Spark SQL源码研读系列01：ParseTree

原创

百万大虾

修改于 2022-11-09 11:52:57

1.1K0

修改于 2022-11-09 11:52:57

文章被收录于专栏：Spark SQL源码研读

Antlr

概念

ANTLR是Another Tool for Language Recognition的缩写。

它是一款强大的语法分析器生成工具，可用于读取、处理、执行和翻译结构化的文本或二进制文件。

第一阶段：词法分析，把输入文本转换为词法符号（词法符号，token）。词法符号至少包含两部分信息：词法符号的类型和词法符号对应的文本。第二阶段：语法分析，从输入的词法符号中识别语句结构，antlr生成的语法分析器会构建语法分析树（parse tree），它记录了语法分析器识别出输入语句结构的过程，以及该结构的各组成部分。

ANTLR可以自动生成词法分析器（Lexer）、语法分析器（Parser）和树分析器（Tree Parser）。

词法分析器（Lexer）：是分析量化那些本来毫无意义的字符流，将他们翻译成离散的字符组（token），供语法分析器使用。

语法分析器（Parser）：将收到的tokens组织起来，并转换成语法规则定义的所允许的结构。

树分析器（Tree Parser）：用于对语法分析生成的抽象语法树进行遍历，并能执行一些相关的操作。

遍历模式

Antlr4有两种遍历模式：

Listener模式由Antlr提供的walker对象自动调用，而Visitor模式则必须通过显式的访问调用遍历其子级，如果忘记在节点的子节点上调用visit方法，意味着子树不会被访问；
Listener模式不能返回值，而Visitor模式可以返回任何自定义类型。因此，Listener模式就只能用一些变量来存储中间值，而Visitor可以直接返回计算值；
Listener模式触发某个事件，然后做某个操作。进入stat节点enterStat()，退出stat节点exitStat()。Antlr内建的树遍历器会去触发在Listener中像enterStat和exitStat的一串回调方法。

小结

通过parser返回一个context的树，ParserTree tree = parser.stat()；
visitor.visit(tree)，在visit中调用context的accept方法，StatContext.accept；
在context调用visitor的具体实现方法，如visitAddSub；在实现visitor方法时候，注意如果还有childContent，继续往下。

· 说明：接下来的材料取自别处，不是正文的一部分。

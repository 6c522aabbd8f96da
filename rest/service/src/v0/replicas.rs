use super::*;
use actix_web::HttpResponse;

pub(crate) fn configure(cfg: &mut ServiceConfig) {
    cfg.service(get_replicas)
        .service(get_replica)
        .service(get_node_replicas)
        .service(get_node_pool_replicas)
        .service(get_node_pool_replica);
}

#[get("/v0/replicas")]
async fn get_replicas() -> HttpResponse {
    RestRespond::result(MessageBus::get_replicas(Filter::None).await)
}
#[get("/v0/replicas/{id}")]
async fn get_replica(
    web::Path(replica_id): web::Path<ReplicaId>,
) -> HttpResponse {
    RestRespond::result(MessageBus::get_replica(Filter::Replica(replica_id)).await)
}

#[get("/v0/nodes/{id}/replicas")]
async fn get_node_replicas(
    web::Path(node_id): web::Path<NodeId>,
) -> HttpResponse {
    RestRespond::result(MessageBus::get_replicas(Filter::Node(node_id)).await)
}

#[get("/v0/nodes/{node_id}/pools/{pool_id}/replicas")]
async fn get_node_pool_replicas(
    web::Path((node_id, pool_id)): web::Path<(NodeId, PoolId)>,
) -> HttpResponse {
    RestRespond::result(
        MessageBus::get_replicas(Filter::NodePool(node_id, pool_id)).await,
    )
}
#[get("/v0/nodes/{node_id}/pools/{pool_id}/replicas/{replica_id}")]
async fn get_node_pool_replica(
    web::Path((node_id, pool_id, replica_id)): web::Path<(
        NodeId,
        PoolId,
        ReplicaId,
    )>,
) -> HttpResponse {
    RestRespond::result(
        MessageBus::get_replica(Filter::NodePoolReplica(
            node_id, pool_id, replica_id,
        ))
        .await,
    )
}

备注：ANTLR语法的学习，可以参考书籍《ANTLR权威指南》

SQL解析

Spark SQL通过Antlr4定义SQL的语法规则，完成SQL词法，语法解析，最后将SQL转化为抽象语法树。

.g4文件

在如下路径：

src/main/antlr4/org/apache/spark/sql/catalyst/parser/SqlBaseLexer.g4

src/main/antlr4/org/apache/spark/sql/catalyst/parser/SqlBaseParser.g4

其中SqlBaseLexer.g4是词法文件，SqlBaseParser.g4是语法文件，Spark SQL就是通过这两个文件来解析SQL的。

方法调用

SparkSession.sql() --> AbstractSqlParser.parsePlan() --> AbstractSqlParser.parse()

/** Creates LogicalPlan for a given SQL string. */
override def parsePlan(sqlText: String): LogicalPlan = parse(sqlText) { parser =>
  val ctx = parser.singleStatement()
  withOrigin(ctx, Some(sqlText)) {
    astBuilder.visitSingleStatement(ctx) match {
      case plan: LogicalPlan => plan
      case _ =>
        val position = Origin(None, None)
        throw QueryParsingErrors.sqlStatementUnsupportedError(sqlText, position)
    }
  }
}

protected def parse[T](command: String)(toResult: SqlBaseParser => T): T = {
  logDebug(s"Parsing command: $command")

  val lexer = new SqlBaseLexer(new UpperCaseCharStream(CharStreams.fromString(command)))
  lexer.removeErrorListeners()
  lexer.addErrorListener(ParseErrorListener)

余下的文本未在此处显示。